A semi‐dominant mutation in the ribosomal protein L10 gene suppresses the dwarf phenotype of the acl5 mutant in Arabidopsis thaliana

Summary Disruption of the Arabidopsis thaliana ACAULIS5 ( ACL5 ) gene, which has recently been shown to encode thermospermine synthase, results in a severe dwarf phenotype. A previous study showed that sac51‐d , a dominant suppressor mutant of acl5‐1 , has a premature termination codon in an upstream open reading frame (ORF) of SAC51 , which encodes a putative transcription factor, and suggested the involvement of upstream ORF‐mediated translational control in ACL5 ‐dependent stem elongation.
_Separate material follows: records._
//! Identifier timeline: every live identifier of a model, scored by time.

use tracing::{debug, info};

use crate::error::KinshipResult;
use crate::model::ModelDescriptor;
use crate::repository::Repository;
use crate::score::timestamp_score;

/// The sorted set `<model>:instances`.
#[derive(Debug, Clone)]
pub struct Timeline {
    repo: Repository,
    model: String,
    key: String,
    updated_field: String,
    created_field: String,
}

impl Timeline {
    pub(crate) fn new(repo: Repository, desc: &ModelDescriptor) -> Self {
        let key = repo.keys().timeline_key(&desc.name);
        Self {
            repo,
            model: desc.name.clone(),
            key,
            updated_field: desc.updated_field.clone(),
            created_field: desc.created_field.clone(),
        }
    }

    /// Storage key.
    #[must_use]
    pub fn key(&self) -> &str {
        &self.key
    }

    /// Add or rescore an identifier; `true` if it was new.
    ///
    /// # Errors
    ///
    /// Returns storage errors unchanged.
    pub async fn add(&self, identifier: &str, score: f64) -> KinshipResult<bool> {
        Ok(self.repo.connection().zadd(&self.key, score, identifier).await?)
    }

    /// Remove an identifier; `true` if it was present.
    ///
    /// # Errors
    ///
    /// Returns storage errors unchanged.
    pub async fn remove(&self, identifier: &str) -> KinshipResult<bool> {
        Ok(self.repo.connection().zrem(&self.key, identifier).await?)
    }

    /// Every identifier, oldest first.
    ///
    /// # Errors
    ///
    /// Returns storage errors unchanged.
    pub async fn members(&self) -> KinshipResult<Vec<String>> {
        Ok(self.repo.connection().zrange(&self.key, 0, -1).await?)
    }

    /// Every `(identifier, score)` pair, oldest first.
    ///
    /// # Errors
    ///
    /// Returns storage errors unchanged.
    pub async fn entries(&self) -> KinshipResult<Vec<(String, f64)>> {
        Ok(self
            .repo
            .connection()
            .zrange_with_scores(&self.key, 0, -1)
            .await?)
    }

    /// Score of one identifier.
    ///
    /// # Errors
    ///
    /// Returns storage errors unchanged.
    pub async fn score(&self, identifier: &str) -> KinshipResult<Option<f64>> {
        Ok(self.repo.connection().zscore(&self.key, identifier).await?)
    }

    /// Number of identifiers.
    ///
    /// # Errors
    ///
    /// Returns storage errors unchanged.
    pub async fn len(&self) -> KinshipResult<usize> {
        Ok(self.repo.connection().zcard(&self.key).await?)
    }

    /// Whether the timeline is empty.
    ///
    /// # Errors
    ///
    /// Returns storage errors unchanged.
    pub async fn is_empty(&self) -> KinshipResult<bool> {
        Ok(self.len().await? == 0)
    }

    /// Rebuild from the keyspace and swap the result in, returning the new
    /// entry count.
    ///
    /// The replacement is built under a side key and renamed over the live
    /// timeline, so readers see either the old or the new timeline.
    ///
    /// # Errors
    ///
    /// Returns storage errors unchanged. A failed rebuild leaves the live
    /// timeline untouched.
    pub async fn rebuild(&self, batch_size: usize) -> KinshipResult<usize> {
        let ids = self.repo.live_identifiers(&self.model, batch_size).await?;
        let temp = self.repo.keys().temp_key(&self.key);
        let mut pipe = self.repo.connection().pipeline();
        let mut count: usize = 0;
        for id in &ids {
            let Some(record) = self.repo.records().load(&self.model, id).await? else {
                continue;
            };
            let score = timestamp_score(&record.fields, &self.updated_field, &self.created_field);
            pipe.zadd(temp.clone(), score, id.clone());
            count = count.saturating_add(1);
        }
        if count == 0 {
            pipe.del(self.key.clone());
        } else {
            pipe.rename(temp, self.key.clone());
        }
        debug!(model = %self.model, commands = pipe.len(), "timeline rebuild pipeline");
        pipe.execute_in_batches(batch_size).await?;
        info!(model = %self.model, entries = count, "timeline rebuilt");
        Ok(count)
    }
}

#[cfg(test)]
mod tests {
    use std::sync::Arc;

    use kinship_config::Config;
    use kinship_storage::MemoryKvStore;

    use super::*;
    use crate::record::Record;

    async fn seeded() -> (Repository, ModelDescriptor) {
        let repo = Repository::new(Arc::new(MemoryKvStore::new()), Config::default());
        let desc = ModelDescriptor::builder("user").build().unwrap();
        for (id, created) in [("u1", "30"), ("u2", "10"), ("x:y", "20")] {
            repo.save(&desc, &Record::new("user", id).with_field("created", created))
                .await
                .unwrap();
        }
        (repo, desc)
    }

    #[tokio::test]
    async fn test_members_ordered_by_score() {
        let (repo, desc) = seeded().await;
        let timeline = repo.timeline(&desc);
        assert_eq!(timeline.members().await.unwrap(), vec!["u2", "x:y", "u1"]);
        assert_eq!(timeline.score("u1").await.unwrap(), Some(30.0));
    }

    #[tokio::test]
    async fn test_rebuild_restores_dropped_entries() {
        let (repo, desc) = seeded().await;
        let timeline = repo.timeline(&desc);
        timeline.remove("x:y").await.unwrap();
        timeline.add("ghost", 1.0).await.unwrap();

        assert_eq!(timeline.rebuild(2).await.unwrap(), 3);
        assert_eq!(timeline.members().await.unwrap(), vec!["u2", "x:y", "u1"]);
    }

    #[tokio::test]
    async fn test_rebuild_is_idempotent() {
        let (repo, desc) = seeded().await;
        let timeline = repo.timeline(&desc);
        let first = timeline.rebuild(100).await.unwrap();
        let entries = timeline.entries().await.unwrap();
        let second = timeline.rebuild(100).await.unwrap();
        assert_eq!(first, second);
        assert_eq!(entries, timeline.entries().await.unwrap());
    }

    #[tokio::test]
    async fn test_rebuild_of_empty_model_clears_timeline() {
        let repo = Repository::new(Arc::new(MemoryKvStore::new()), Config::default());
        let desc = ModelDescriptor::builder("user").build().unwrap();
        let timeline = repo.timeline(&desc);
        timeline.add("ghost", 1.0).await.unwrap();
        assert_eq!(timeline.rebuild(10).await.unwrap(), 0);
        assert!(timeline.is_empty().await.unwrap());
    }

    #[tokio::test]
    async fn test_rebuild_leaves_no_side_keys() {
        let (repo, desc) = seeded().await;
        repo.timeline(&desc).rebuild(1).await.unwrap();
        let leftovers = repo
            .connection()
            .scan_all("user:instances:*", None, 10)
            .await
            .unwrap();
        assert!(leftovers.is_empty());
    }
}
Here we report the identification of a gene responsible for sac52‐d , another semi‐dominant suppressor mutant of acl5‐1 . SAC52 encodes ribosomal protein L10 (RPL10A), which is highly conserved among eukaryotes and implicated in translational regulation. Transformation of acl5‐1 mutants with a genomic fragment containing the sac52‐d allele rescued the dwarf phenotype of acl5‐1 . GUS reporter activity under the control of a SAC51 promoter with its upstream ORF was higher in acl5‐1 sac52‐d than in acl5‐1 , suggesting that suppression of the acl5‐1 phenotype by sac52‐d is attributable, in part, to enhanced translation of certain transcripts including SAC51 . We also found that a T‐DNA insertion allele of SAC52/RPL10A causes lethality in the female gametophyte.